Stored data
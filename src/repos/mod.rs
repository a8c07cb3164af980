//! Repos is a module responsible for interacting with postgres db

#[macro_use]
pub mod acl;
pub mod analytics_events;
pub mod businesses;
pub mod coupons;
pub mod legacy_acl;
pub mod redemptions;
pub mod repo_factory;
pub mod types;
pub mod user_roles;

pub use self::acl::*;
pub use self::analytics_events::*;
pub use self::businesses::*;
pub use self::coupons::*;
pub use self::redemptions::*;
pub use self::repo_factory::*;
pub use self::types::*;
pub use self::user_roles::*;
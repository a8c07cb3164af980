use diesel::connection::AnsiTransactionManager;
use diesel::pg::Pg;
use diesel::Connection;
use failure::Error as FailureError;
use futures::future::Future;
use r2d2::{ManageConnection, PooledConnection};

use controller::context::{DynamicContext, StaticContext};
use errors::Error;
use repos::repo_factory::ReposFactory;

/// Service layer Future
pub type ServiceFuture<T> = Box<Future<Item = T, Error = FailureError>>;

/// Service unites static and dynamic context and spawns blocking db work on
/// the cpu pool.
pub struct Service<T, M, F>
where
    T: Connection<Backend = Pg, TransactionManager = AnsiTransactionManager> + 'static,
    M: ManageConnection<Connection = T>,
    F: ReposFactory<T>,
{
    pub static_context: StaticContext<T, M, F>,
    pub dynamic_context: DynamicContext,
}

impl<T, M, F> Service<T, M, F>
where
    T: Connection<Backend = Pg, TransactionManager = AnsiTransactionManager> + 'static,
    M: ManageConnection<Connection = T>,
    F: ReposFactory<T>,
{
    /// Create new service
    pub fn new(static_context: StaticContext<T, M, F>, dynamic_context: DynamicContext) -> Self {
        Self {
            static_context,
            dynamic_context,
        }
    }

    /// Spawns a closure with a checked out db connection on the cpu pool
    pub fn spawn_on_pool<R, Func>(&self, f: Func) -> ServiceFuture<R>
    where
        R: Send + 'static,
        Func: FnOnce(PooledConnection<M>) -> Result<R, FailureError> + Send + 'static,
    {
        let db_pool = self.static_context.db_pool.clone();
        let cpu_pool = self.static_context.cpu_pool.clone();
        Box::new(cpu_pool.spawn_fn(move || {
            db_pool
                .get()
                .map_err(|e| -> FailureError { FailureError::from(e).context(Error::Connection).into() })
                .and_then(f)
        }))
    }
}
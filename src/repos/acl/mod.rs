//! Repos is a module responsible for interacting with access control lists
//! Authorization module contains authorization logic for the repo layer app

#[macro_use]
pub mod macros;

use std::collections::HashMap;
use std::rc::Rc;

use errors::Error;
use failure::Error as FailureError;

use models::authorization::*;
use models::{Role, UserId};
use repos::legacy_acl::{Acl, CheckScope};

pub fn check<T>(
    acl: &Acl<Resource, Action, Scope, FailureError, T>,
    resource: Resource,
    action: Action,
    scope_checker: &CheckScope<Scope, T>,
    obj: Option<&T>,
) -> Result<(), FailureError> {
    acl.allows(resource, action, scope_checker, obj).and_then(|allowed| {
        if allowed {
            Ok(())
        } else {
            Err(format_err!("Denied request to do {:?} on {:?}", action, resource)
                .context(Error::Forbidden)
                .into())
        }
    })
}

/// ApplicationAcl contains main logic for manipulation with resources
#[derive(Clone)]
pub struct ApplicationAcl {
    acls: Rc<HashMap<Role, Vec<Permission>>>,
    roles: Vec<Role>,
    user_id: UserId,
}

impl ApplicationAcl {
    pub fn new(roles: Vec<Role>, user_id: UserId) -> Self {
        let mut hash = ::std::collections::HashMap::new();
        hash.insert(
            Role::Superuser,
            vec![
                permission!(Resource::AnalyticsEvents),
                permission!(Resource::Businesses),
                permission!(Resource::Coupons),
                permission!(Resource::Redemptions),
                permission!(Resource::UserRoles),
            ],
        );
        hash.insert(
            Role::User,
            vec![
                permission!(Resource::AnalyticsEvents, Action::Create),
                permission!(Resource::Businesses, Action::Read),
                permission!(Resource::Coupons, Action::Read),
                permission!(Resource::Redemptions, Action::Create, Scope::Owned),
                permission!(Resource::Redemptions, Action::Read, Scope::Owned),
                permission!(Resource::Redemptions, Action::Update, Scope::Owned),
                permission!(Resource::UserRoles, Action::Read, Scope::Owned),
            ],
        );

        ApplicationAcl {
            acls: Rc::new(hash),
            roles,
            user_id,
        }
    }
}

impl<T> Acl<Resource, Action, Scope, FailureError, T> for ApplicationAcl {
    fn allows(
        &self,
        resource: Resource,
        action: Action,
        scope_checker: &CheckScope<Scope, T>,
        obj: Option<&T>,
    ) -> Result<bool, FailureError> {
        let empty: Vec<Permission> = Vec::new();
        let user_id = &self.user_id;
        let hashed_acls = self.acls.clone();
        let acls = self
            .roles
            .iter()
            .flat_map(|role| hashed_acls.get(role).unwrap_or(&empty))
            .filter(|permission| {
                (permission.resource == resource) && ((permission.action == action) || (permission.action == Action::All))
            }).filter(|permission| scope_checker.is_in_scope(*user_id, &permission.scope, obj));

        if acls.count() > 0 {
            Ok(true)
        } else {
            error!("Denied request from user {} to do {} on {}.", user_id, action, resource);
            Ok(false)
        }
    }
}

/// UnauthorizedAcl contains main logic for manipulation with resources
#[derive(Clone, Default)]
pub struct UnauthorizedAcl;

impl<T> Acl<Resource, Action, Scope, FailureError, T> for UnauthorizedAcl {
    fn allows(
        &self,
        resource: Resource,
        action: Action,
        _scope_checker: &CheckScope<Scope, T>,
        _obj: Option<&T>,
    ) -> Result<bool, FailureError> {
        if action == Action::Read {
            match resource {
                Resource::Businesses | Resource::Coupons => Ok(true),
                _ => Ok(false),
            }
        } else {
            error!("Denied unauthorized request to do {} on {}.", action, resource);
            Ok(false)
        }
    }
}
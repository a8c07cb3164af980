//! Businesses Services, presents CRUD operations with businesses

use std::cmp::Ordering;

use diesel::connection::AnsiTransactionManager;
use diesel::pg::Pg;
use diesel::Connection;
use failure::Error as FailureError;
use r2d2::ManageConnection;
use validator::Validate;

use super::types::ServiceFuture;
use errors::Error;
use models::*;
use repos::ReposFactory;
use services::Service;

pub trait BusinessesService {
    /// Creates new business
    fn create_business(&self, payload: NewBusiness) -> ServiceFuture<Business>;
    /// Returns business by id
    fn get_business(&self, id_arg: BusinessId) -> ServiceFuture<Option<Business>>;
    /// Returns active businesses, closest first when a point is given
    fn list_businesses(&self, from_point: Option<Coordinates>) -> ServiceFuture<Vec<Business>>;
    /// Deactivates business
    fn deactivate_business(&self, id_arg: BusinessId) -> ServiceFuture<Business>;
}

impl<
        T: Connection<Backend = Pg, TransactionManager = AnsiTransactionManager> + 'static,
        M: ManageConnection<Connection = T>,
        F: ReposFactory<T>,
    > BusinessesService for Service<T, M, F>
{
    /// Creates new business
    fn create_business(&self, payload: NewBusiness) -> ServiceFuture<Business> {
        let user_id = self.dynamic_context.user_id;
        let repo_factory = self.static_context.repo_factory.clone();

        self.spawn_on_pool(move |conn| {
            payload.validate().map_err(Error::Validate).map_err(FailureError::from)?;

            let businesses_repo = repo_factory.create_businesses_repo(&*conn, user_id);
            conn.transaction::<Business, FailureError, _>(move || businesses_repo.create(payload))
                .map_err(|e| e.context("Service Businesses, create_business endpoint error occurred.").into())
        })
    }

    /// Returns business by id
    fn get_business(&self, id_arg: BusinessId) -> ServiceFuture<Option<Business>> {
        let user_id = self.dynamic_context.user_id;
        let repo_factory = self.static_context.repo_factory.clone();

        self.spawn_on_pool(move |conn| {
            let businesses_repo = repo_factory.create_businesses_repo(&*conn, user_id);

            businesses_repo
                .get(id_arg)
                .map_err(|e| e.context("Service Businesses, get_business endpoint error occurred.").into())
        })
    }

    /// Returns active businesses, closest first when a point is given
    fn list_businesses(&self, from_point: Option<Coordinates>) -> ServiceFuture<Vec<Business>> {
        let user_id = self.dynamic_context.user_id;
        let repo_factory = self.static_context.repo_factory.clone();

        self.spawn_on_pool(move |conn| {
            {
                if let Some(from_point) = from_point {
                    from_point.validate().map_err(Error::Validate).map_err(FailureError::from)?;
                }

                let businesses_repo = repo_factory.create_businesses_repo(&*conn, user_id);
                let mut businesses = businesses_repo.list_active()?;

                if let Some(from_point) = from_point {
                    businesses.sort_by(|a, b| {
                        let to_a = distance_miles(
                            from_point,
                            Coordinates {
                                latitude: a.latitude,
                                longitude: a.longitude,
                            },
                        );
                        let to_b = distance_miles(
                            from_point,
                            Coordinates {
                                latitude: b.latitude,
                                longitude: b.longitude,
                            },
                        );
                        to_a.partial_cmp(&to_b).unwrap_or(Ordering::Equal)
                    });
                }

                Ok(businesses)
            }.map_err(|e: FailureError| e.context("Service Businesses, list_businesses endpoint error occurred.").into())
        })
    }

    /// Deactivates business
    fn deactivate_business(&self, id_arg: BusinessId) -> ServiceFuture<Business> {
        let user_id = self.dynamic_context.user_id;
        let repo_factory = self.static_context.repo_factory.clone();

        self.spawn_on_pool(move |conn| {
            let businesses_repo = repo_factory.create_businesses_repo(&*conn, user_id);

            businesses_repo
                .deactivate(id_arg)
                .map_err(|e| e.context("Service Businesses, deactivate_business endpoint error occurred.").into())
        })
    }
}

Exercise —
Using the entries above, return exactly the lines from the line with "use std::rc::Rc;" to the line with "-> Result<(), FailureError>", counting both of those lines.

Expected answer —
use std::rc::Rc;

use errors::Error;
use failure::Error as FailureError;

use models::authorization::*;
use models::{Role, UserId};
use repos::legacy_acl::{Acl, CheckScope};

pub fn check<T>(
    acl: &Acl<Resource, Action, Scope, FailureError, T>,
    resource: Resource,
    action: Action,
    scope_checker: &CheckScope<Scope, T>,
    obj: Option<&T>,
) -> Result<(), FailureError> {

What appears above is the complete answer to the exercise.